The Lunch Date from Hell

 I know you're all on the edges of your seats waiting to hear how my date with "J" 42 went! All I can say is UGH!!! "J"s first comment to me was, "Wow, you're skinnier that I thought you'd be ..." Excuse me??? Do I sound chubby on the phone????? He then proceeded to insult my footwear ... which I think we all know is a huge no-no in Lucy Land ... and really, what living, breathing man doesn't appreciate a woman in tall black boots? So I spent the better part of an hour nodding politely as he talked about what a good person he is and how many first dates he's been on ... you'd think he'd have learned by now???? At the end of the date he said he MIGHT call me ... almost as if he'd be doing me a favor ... before I go plant myself next to the phone, I have to share this little doozie with you ... "M" 40 writes:

"Hello There, My name is Mike and I am here to sweep you off your feet! -Got a dustpan?
However, I will need your help with this matter.
Kisses, "M" :-)"

I think if I owned a dustpan I would invite "M" over, just so I could smack him upside the head with it ...

Nothing good can come of this ...

I've been exchanging emails with "J" 42 for a few weeks, and now he's asked to meet me ("Come out an play" were his exact words ...). He seemed like a cool guy from his profile on Match.com ... self-employed, divorced, active, etc. Last night we spoke on the phone to arrange a lunch date for today ... and boy am I sorry I agreed to this!

"J" has a horrible opinion of women. He seemed extremely concerned about my weight (Match asks for your height and type of build, not actual poundage) ... I told him that I'm pretty small, and he fired back with "Normal women are about 5'-3"-5'-4", so you're not small." Um, OK, I guess not ... then he seemed offended that I wouldn't reveal my weight, so I told him I weigh 274 lbs., and I think he actually got a little nervous.

After the weight issue was dead, he moved on to the Predator issue ... seems there are lots of women on Match who, gasp, expect the man to pay for dinner! The nerve of these women! How dare they! I'm sure "J" and his kind think nothing of asking these women to perform all sorts of unnatural sexual acts, but God forbid they fork over a few bucks for a meal. So I take it I'll be buying my own lunch today ...
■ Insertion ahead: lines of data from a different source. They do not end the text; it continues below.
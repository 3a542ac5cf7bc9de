//! Comparator configuration.

use serde::{Deserialize, Serialize};

use crate::constants::{DEFAULT_IGNORED_COLUMNS, DEFAULT_IGNORED_TABLE_KEYWORDS};

/// Configuration for candidate/schema comparison.
#[derive(Debug, Clone, Serialize, Deserialize, Default)]
#[serde(default)]
pub struct CompareConfig {
    /// Treat a declared UNIQUE on a subset of a candidate's columns as a
    /// match. Default: false.
    pub implied_unique: Option<bool>,
    /// Table name fragments excluded from both sides.
    #[serde(default)]
    pub ignored_table_keywords: Vec<String>,
    /// Column names excluded from both sides.
    #[serde(default)]
    pub ignored_columns: Vec<String>,
}

impl CompareConfig {
    /// Returns whether implied UNIQUE matching is enabled, defaulting to false.
    pub fn effective_implied_unique(&self) -> bool {
        self.implied_unique.unwrap_or(false)
    }

    pub fn effective_ignored_table_keywords(&self) -> Vec<String> {
        if self.ignored_table_keywords.is_empty() {
            DEFAULT_IGNORED_TABLE_KEYWORDS
                .iter()
                .map(|s| s.to_string())
                .collect()
        } else {
            self.ignored_table_keywords.clone()
        }
    }

    pub fn effective_ignored_columns(&self) -> Vec<String> {
        if self.ignored_columns.is_empty() {
            DEFAULT_IGNORED_COLUMNS.iter().map(|s| s.to_string()).collect()
        } else {
            self.ignored_columns.clone()
        }
    }
}
//! `cfinder`: infer database constraints from Django application code and
//! compare them with the declared schema.
//!
//! ## Commands
//!
//! - `cfinder run <root>` - analyze every application under `root`
//! - `cfinder history <manifest>` - evaluate a history-issue dataset
//! - `cfinder catalog` - validate and list the active pattern catalog
//!
//! Reports are JSON on stdout (or `--out`); logs go to stderr.

use std::io::Write;
use std::path::{Path, PathBuf};
use std::sync::Arc;

use anyhow::{Context, Result};
use clap::{Args, Parser, Subcommand};
use serde::Serialize;

use cfinder_analysis::catalog::PatternCatalog;
use cfinder_analysis::history::HistoryRunner;
use cfinder_analysis::pipeline::CatalogInfo;
use cfinder_analysis::AnalysisEngine;
use cfinder_core::config::{CfinderConfig, CliOverrides};
use cfinder_core::events::{AnalysisEventHandler, AppCompleteEvent, RunStartedEvent};

#[derive(Debug, Parser)]
#[command(name = "cfinder", version, about = "Database constraint inference for Django applications")]
struct Cli {
    #[command(subcommand)]
    command: Command,
}

#[derive(Debug, Subcommand)]
enum Command {
    /// Analyze applications and compare inferred constraints with their schemas
    Run(RunArgs),

    /// Measure recall against a dataset of past constraint issues
    History(HistoryArgs),

    /// Validate and list the active pattern catalog
    Catalog(CatalogArgs),
}

/// Options shared by every command.
#[derive(Debug, Args)]
struct CommonArgs {
    /// Pattern catalog file (defaults to the built-in catalog)
    #[arg(long)]
    catalog: Option<String>,

    /// Write the JSON report here instead of stdout
    #[arg(long, short)]
    out: Option<PathBuf>,

    /// Pretty-print the JSON report
    #[arg(long)]
    pretty: bool,
}

#[derive(Debug, Args)]
struct AnalysisArgs {
    /// Worker threads (0 = one per core)
    #[arg(long)]
    threads: Option<usize>,

    /// Maximum statements spanned by one pattern
    #[arg(long)]
    window: Option<usize>,

    /// Per-file parse and match budget in milliseconds
    #[arg(long)]
    budget_ms: Option<u64>,
}

#[derive(Debug, Args)]
struct RunArgs {
    /// Directory holding one subdirectory per application
    root: PathBuf,

    /// Treat `root` itself as the only application
    #[arg(long)]
    single: bool,

    /// Directory with `<app>.sql` or `<app>.json` schema files
    #[arg(long)]
    schemas: Option<PathBuf>,

    /// Declared schema source: auto, sql, json, models
    #[arg(long)]
    schema_source: Option<String>,

    /// SQL dialect of DDL files: generic, postgres, mysql, sqlite
    #[arg(long)]
    dialect: Option<String>,

    #[command(flatten)]
    analysis: AnalysisArgs,

    #[command(flatten)]
    common: CommonArgs,
}

#[derive(Debug, Args)]
struct HistoryArgs {
    /// Dataset manifest (`history.toml`)
    manifest: PathBuf,

    #[command(flatten)]
    analysis: AnalysisArgs,

    #[command(flatten)]
    common: CommonArgs,
}

#[derive(Debug, Args)]
struct CatalogArgs {
    #[command(flatten)]
    common: CommonArgs,
}

/// Logs per-application progress.
struct ProgressLogger;

impl AnalysisEventHandler for ProgressLogger {
    fn on_run_started(&self, event: &RunStartedEvent) {
        tracing::info!(root = %event.root.display(), apps = event.app_count, "analyzing");
    }

    fn on_app_complete(&self, event: &AppCompleteEvent) {
        tracing::info!(
            app = %event.app,
            candidates = event.candidates,
            missing = event.missing,
            schema = event.schema_available,
            elapsed_ms = event.elapsed_ms,
            "done"
        );
    }
}

fn main() -> Result<()> {
    cfinder_core::tracing::init_tracing();
    let cli = Cli::parse();
    match cli.command {
        Command::Run(args) => run(args),
        Command::History(args) => history(args),
        Command::Catalog(args) => catalog(args),
    }
}

fn run(args: RunArgs) -> Result<()> {
    let overrides = CliOverrides {
        schema_source: args.schema_source.clone(),
        schema_dialect: args.dialect.clone(),
        ..overrides(&args.analysis, &args.common)
    };
    let config = CfinderConfig::load(&args.root, Some(&overrides)).context("loading configuration")?;
    let engine = AnalysisEngine::new(config)
        .context("building analysis engine")?
        .with_schemas_dir(args.schemas.clone())
        .with_handler(Arc::new(ProgressLogger));
    let report = engine
        .run(&args.root, args.single)
        .with_context(|| format!("analyzing {}", args.root.display()))?;
    write_report(&report, &args.common)
}

fn history(args: HistoryArgs) -> Result<()> {
    let base = args.manifest.parent().unwrap_or_else(|| Path::new("."));
    let config = CfinderConfig::load(base, Some(&overrides(&args.analysis, &args.common)))
        .context("loading configuration")?;
    let engine = AnalysisEngine::new(config).context("building analysis engine")?;
    let report = HistoryRunner::new(&engine)
        .run(&args.manifest)
        .with_context(|| format!("evaluating {}", args.manifest.display()))?;
    write_report(&report, &args.common)
}

fn catalog(args: CatalogArgs) -> Result<()> {
    #[derive(Serialize)]
    struct Listing {
        catalog: CatalogInfo,
        patterns: Vec<cfinder_analysis::catalog::PatternSummary>,
    }

    let catalog = PatternCatalog::load(args.common.catalog.as_deref()).context("loading pattern catalog")?;
    let listing = Listing {
        catalog: CatalogInfo::of(&catalog),
        patterns: catalog.summaries(),
    };
    write_report(&listing, &args.common)
}

fn overrides(analysis: &AnalysisArgs, common: &CommonArgs) -> CliOverrides {
    CliOverrides {
        scan_threads: analysis.threads,
        analysis_window: analysis.window,
        analysis_file_budget_ms: analysis.budget_ms,
        analysis_catalog: common.catalog.clone(),
        ..Default::default()
    }
}

fn write_report<T: Serialize>(report: &T, common: &CommonArgs) -> Result<()> {
    let json = if common.pretty {
        serde_json::to_string_pretty(report)
    } else {
        serde_json::to_string(report)
    }
    .context("serializing report")?;
    match &common.out {
        Some(path) => {
            std::fs::write(path, json).with_context(|| format!("writing {}", path.display()))?;
            tracing::info!(path = %path.display(), "report written");
        }
        None => {
            let mut stdout = std::io::stdout().lock();
            writeln!(stdout, "{json}").context("writing report")?;
        }
    }
    Ok(())
}
//! Shared constants for the CFinder engine.

/// CFinder version string.
pub const VERSION: &str = env!("CARGO_PKG_VERSION");

/// Maximum file size in bytes for scanning (default: 1MB).
pub const DEFAULT_MAX_FILE_SIZE: u64 = 1_048_576;

/// Default number of threads (0 = rayon default).
pub const DEFAULT_THREADS: usize = 0;

/// Default statement window for multi-statement patterns.
pub const DEFAULT_WINDOW: usize = 8;

/// Default maximum depth a slot shape searches inside one statement.
pub const DEFAULT_MAX_DEPTH: usize = 12;

/// Default syntactic nesting limit for one parsed file.
pub const DEFAULT_MAX_NESTING: usize = 128;

/// Default per-file parse + match budget in milliseconds.
pub const DEFAULT_FILE_BUDGET_MS: u64 = 5_000;

/// UNIQUE candidates wider than this are treated as noise.
pub const DEFAULT_MAX_UNIQUE_COLUMNS: usize = 3;

/// Default parse cache capacity (entries).
pub const DEFAULT_PARSE_CACHE_CAPACITY: u64 = 10_000;

/// Project config file name.
pub const PROJECT_CONFIG_FILE: &str = "cfinder.toml";

/// JSON constraint dump looked up in each application root.
pub const SCHEMA_DUMP_FILE: &str = "cfinder_schema.json";

/// Path markers that flag a source file as test code.
pub const DEFAULT_TEST_MARKERS: &[&str] = &["test", "tests"];

/// Base classes that make a class a data model.
pub const DEFAULT_MODEL_BASES: &[&str] = &[
    "Model",
    "models.Model",
    "AbstractUser",
    "AbstractBaseUser",
    "PolymorphicModel",
    "MPTTModel",
];

/// Table name fragments of framework and third-party tables.
pub const DEFAULT_IGNORED_TABLE_KEYWORDS: &[&str] = &[
    "django_",
    "auth_",
    "celery",
    "taggit",
    "historical",
    "silk_",
    "social_auth",
    "oauth2_provider",
    "guardian_",
    "reversion_",
    "easy_thumbnails",
    "waffle_",
];

/// Column names maintained by third-party libraries.
pub const DEFAULT_IGNORED_COLUMNS: &[&str] = &[
    "lft",
    "rght",
    "tree_id",
    "level",
    "content_type_id",
    "object_id",
    "polymorphic_ctype_id",
];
"J" went on to tell me that he deleted his profile info from Match because he was overwhelmed with winks and emails from potential stalkers, gold diggers and other "dangerous" she wolf types ... over 500 hundred per month!!!! Finally I had to point out to him that Match.com poses very little real threat for men ... after all, how many female serial killers or rapists do you hear about? He's still convinced that danger lurks behind each little wink.

I guess I should have told "J" that I don't think we need to waste time meeting, but let's face it ... I need material for this blog, so I asked him to meet me where I work. He seemed very uncomfortable with the idea (but "J", it's proof that I have a JOB and can afford my own food!!!) and mentioned something about "crapping where you eat" that I didn't really understand ... but reluctantly agreed to meet me in the parking lot.

What do you think he'd say if I "forgot" my purse?